Researchers from Lund University, Yale University and the University of Oxford have been able to give an answer to why cuckolded males in many species still provide paternal care. When the conditions are right, this strategy is actually the most successful.
In many species males put a lot of effort into caring for offspring that are not their own. At first glance this makes no sense at all because natural selection should design males to only care for offspring that carry their genes. However, males are much more astute than we might think and maximise their care according to how likely it is that females are unfaithful whilst judging whether caring will reduce the number of offspring they can have in the future.
"These are complex calculations that males are making and it has been difficult to measure things correctly, but looking across species has helped us work out what is going on", says Charlie Cornwallis, researcher at the Department of Biology, Lund University, Sweden.
The researchers conducted a meta-analysis of 62 studies across 48 different species including insects, fish, birds and mammals.
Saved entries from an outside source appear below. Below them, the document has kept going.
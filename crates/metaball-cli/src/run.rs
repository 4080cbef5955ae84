//! `metaball run` and `metaball collect`: assemble the pipeline from the
//! configuration and drive it until the operator stops it.

use std::path::Path;
use std::thread;
use std::time::Duration;

use colored::Colorize;
use metaball_hal::{SimCamera, SimForceSensor};
use metaball_middleware::TelemetryPublisher;
use metaball_perception::{FrameTransform, JumpGate, PoseFilter, WrenchTransform};
use metaball_runtime::acquisition::POSE_DIM;
use metaball_runtime::{
    AcquisitionLoop, ForceModel, InitialPoseConfig, LinearForceModel, Pipeline, PipelineReport,
    RecordingCoordinator, SampleQueue, SharedRecordingState, WorkerExit, capture_initial_pose, spawn_worker,
};
use metaball_types::{MetaballError, Pose};
use tracing::warn;

use crate::config::{COLLECT_PORT, DEPLOY_PORT, MetaballConfig};
use crate::keyboard;

const SUPERVISE_INTERVAL: Duration = Duration::from_millis(50);

#[derive(Debug, Clone, Copy, PartialEq, Eq)]
pub enum Mode {
    /// Telemetry with inference, no recording.
    Deploy,
    /// Telemetry plus force sensor and keyboard-driven recording.
    Collect,
}

impl Mode {
    pub fn default_port(self) -> u16 {
        match self {
            Mode::Deploy => DEPLOY_PORT,
            Mode::Collect => COLLECT_PORT,
        }
    }

    pub fn records(self) -> bool {
        self == Mode::Collect
    }
}

pub fn execute(mode: Mode, cfg: &MetaballConfig) -> Result<(), MetaballError> {
    // ── Collaborators that can fail on bad configuration ─────────────────
    let model = cfg
        .model
        .path
        .as_deref()
        .map(LinearForceModel::from_json_file)
        .transpose()?;
    if let Some(model) = &model {
        model.check_input_dim(POSE_DIM)?;
    }
    // The remap is checked here; the real transform needs the initial pose.
    FrameTransform::from_rows(Pose::zero(), cfg.transform.axis_remap, cfg.transform.convention)?;
    let wrench = WrenchTransform::from_rows(cfg.force_sensor.rotation, cfg.force_sensor.translation)?;

    let state = SharedRecordingState::new();
    crate::install_ctrlc(state.stop_flag());

    // ── Transport ─────────────────────────────────────────────────────────
    let runtime = crate::build_runtime()?;
    let publisher = runtime.block_on(TelemetryPublisher::bind(&cfg.publisher.address(mode.default_port())))?;
    println!(
        "  Publishing on {}",
        format!("tcp://{}", publisher.local_addr()).bold()
    );

    // ── Camera and reference pose ─────────────────────────────────────────
    let mut camera = SimCamera::new(cfg.camera.id.clone())
        .with_fps(cfg.camera.fps)
        .with_size(cfg.camera.width, cfg.camera.height);
    let initial = capture_initial_pose(
        &mut camera,
        &InitialPoseConfig {
            warmup_frames: cfg.camera.warmup_frames,
            samples: cfg.camera.initial_samples,
            max_attempts: cfg.camera.max_initial_attempts,
        },
    )?;
    let transform = FrameTransform::from_rows(initial, cfg.transform.axis_remap, cfg.transform.convention)?;

    // ── Acquisition loop ──────────────────────────────────────────────────
    let queue = SampleQueue::bounded(cfg.recording.queue_capacity);
    let mut acquisition = AcquisitionLoop::new(
        Box::new(camera),
        Box::new(publisher),
        transform,
        queue.clone(),
        state.clone(),
    )
    .with_node_dim(cfg.model.node_dim);
    if cfg.filter.jump_gate {
        acquisition = acquisition.with_jump_gate(JumpGate::new(cfg.filter.jump_threshold));
    }
    if cfg.filter.enabled {
        acquisition = acquisition.with_filter(PoseFilter::with_mode(cfg.filter.window, cfg.filter.mode));
    }
    if let Some(model) = model {
        acquisition = acquisition.with_model(Box::new(model))?;
    }
    if mode.records() && cfg.force_sensor.enabled {
        acquisition = acquisition.with_force_sensor(Box::new(SimForceSensor::new(cfg.force_sensor.id.clone())), wrench);
    }

    let recorder = mode.records().then(|| {
        RecordingCoordinator::new(queue, state.clone(), &cfg.recording.data_dir)
            .with_poll_interval(Duration::from_millis(cfg.recording.poll_interval_ms.max(1)))
    });

    print_controls(mode, &cfg.recording.data_dir);
    let pipeline = Pipeline::start(state.clone(), acquisition, recorder)?;

    let keyboard_state = state.clone();
    let records = mode.records();
    let keys = match spawn_worker("keyboard", move || keyboard::run(keyboard_state, records)) {
        Ok(handle) => Some(handle),
        Err(e) => {
            warn!(error = %e, "keyboard control unavailable");
            None
        }
    };

    // ── Supervise ─────────────────────────────────────────────────────────
    while !state.should_stop() && !pipeline.any_finished() {
        thread::sleep(SUPERVISE_INTERVAL);
    }

    let timeout = Duration::from_millis(cfg.shutdown.join_timeout_ms);
    let report = pipeline.stop(timeout);
    if let Some(keys) = keys {
        keys.join_timeout(timeout);
    }
    runtime.shutdown_timeout(timeout);

    print_report(&report);
    Ok(())
}

fn print_controls(mode: Mode, data_dir: &Path) {
    println!();
    if mode.records() {
        println!(
            "  {} start recording   {} stop recording   {} quit",
            "[r]".bold().cyan(),
            "[s]".bold().cyan(),
            "[q]".bold().cyan()
        );
        println!("  Sessions are written to {}", data_dir.display().to_string().bold());
    } else {
        println!("  {} quit", "[q]".bold().cyan());
    }
    println!();
}

fn print_report(report: &PipelineReport) {
    println!();
    match &report.acquisition {
        WorkerExit::Finished(stats) => println!(
            "  {} {} ticks, {} camera failures, {} samples recorded, {} dropped",
            "✓".green().bold(),
            stats.ticks,
            stats.camera_failures,
            stats.enqueued,
            stats.dropped
        ),
        WorkerExit::Panicked => println!("  {}", "Acquisition thread panicked.".red()),
        WorkerExit::TimedOut => println!("  {}", "Acquisition thread did not stop in time.".yellow()),
    }
    match &report.recorder {
        Some(WorkerExit::Finished(sessions)) => {
            println!("  {} {} session(s) saved", "✓".green().bold(), sessions)
        }
        Some(WorkerExit::Panicked) => println!("  {}", "Recorder thread panicked.".red()),
        Some(WorkerExit::TimedOut) => println!("  {}", "Recorder thread did not stop in time.".yellow()),
        None => {}
    }
}

#[cfg(test)]
mod tests {
    use super::*;
    use std::net::TcpListener;

    /// A config whose publish port is already taken, so reaching the bind
    /// step would fail with a transport error instead.
    fn occupied_port_config() -> (MetaballConfig, TcpListener) {
        let listener = TcpListener::bind("127.0.0.1:0").expect("bind");
        let mut cfg = MetaballConfig::default();
        cfg.publisher.host = "127.0.0.1".to_string();
        cfg.publisher.port = Some(listener.local_addr().expect("addr").port());
        (cfg, listener)
    }

    #[test]
    fn mode_ports_and_recording() {
        assert_eq!(Mode::Collect.default_port(), 5555);
        assert_eq!(Mode::Deploy.default_port(), 6666);
        assert!(Mode::Collect.records());
        assert!(!Mode::Deploy.records());
    }

    #[test]
    fn bad_model_path_is_fatal_before_binding() {
        let dir = tempfile::tempdir().expect("tmp dir");
        let mut cfg = MetaballConfig::default();
        cfg.model.path = Some(dir.path().join("missing.json"));
        let err = execute(Mode::Deploy, &cfg).unwrap_err();
        assert!(matches!(err, MetaballError::Configuration(_)));
    }

    #[test]
    fn non_orthogonal_axis_remap_is_fatal_before_binding() {
        let (mut cfg, _listener) = occupied_port_config();
        cfg.transform.axis_remap = [[1.0, 1.0, 0.0], [0.0, 1.0, 0.0], [0.0, 0.0, 1.0]];
        let err = execute(Mode::Deploy, &cfg).unwrap_err();
        assert!(matches!(err, MetaballError::Configuration(_)), "got {err:?}");
    }

    #[test]
    fn model_input_mismatch_is_fatal_before_binding() {
        let dir = tempfile::tempdir().expect("tmp dir");
        let path = dir.path().join("model.json");
        std::fs::write(
            &path,
            r#"{
                "name": "three-inputs",
                "input_dim": 3,
                "force": {"weights": [[1.0, 0.0, 0.0]], "bias": [0.0]},
                "node": {"weights": [[0.0, 1.0, 0.0]], "bias": [0.0]}
            }"#,
        )
        .expect("write model");
        let (mut cfg, _listener) = occupied_port_config();
        cfg.model.path = Some(path);
        let err = execute(Mode::Deploy, &cfg).unwrap_err();
        assert!(matches!(err, MetaballError::Configuration(_)), "got {err:?}");
    }

    #[test]
    fn non_orthogonal_sensor_rotation_is_fatal() {
        let mut cfg = MetaballConfig::default();
        cfg.force_sensor.rotation = [[2.0, 0.0, 0.0], [0.0, 1.0, 0.0], [0.0, 0.0, 1.0]];
        let err = execute(Mode::Collect, &cfg).unwrap_err();
        assert!(matches!(err, MetaballError::Configuration(_)));
    }
}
Although parental care is highly variable across these species, the researchers were able to explain why sticking around to care is the better choice for some males that have been usurped: Males tend to be more accepting of offspring fathered by other males in species where the risk of cuckoldry is generally low or caring does not harm their reproductive success.
"This to me shows the strength of natural selection, with its footprints clear in species as different as burying beetles, which care for young over a few weeks by regurgitating dead mice, to humans that spend years providing for their children", Cornwallis says.
The study opens up an interesting path to more research in the area. Now that the researchers know what factors are important they can design studies to further test their findings and predict what males will do in species that have not yet been studied.
"Our study includes data from all species looked at so far and so provides a future guide to the types of species and experimental cues that are best to examine when conducting more detailed studies of paternal care", Cornwallis says.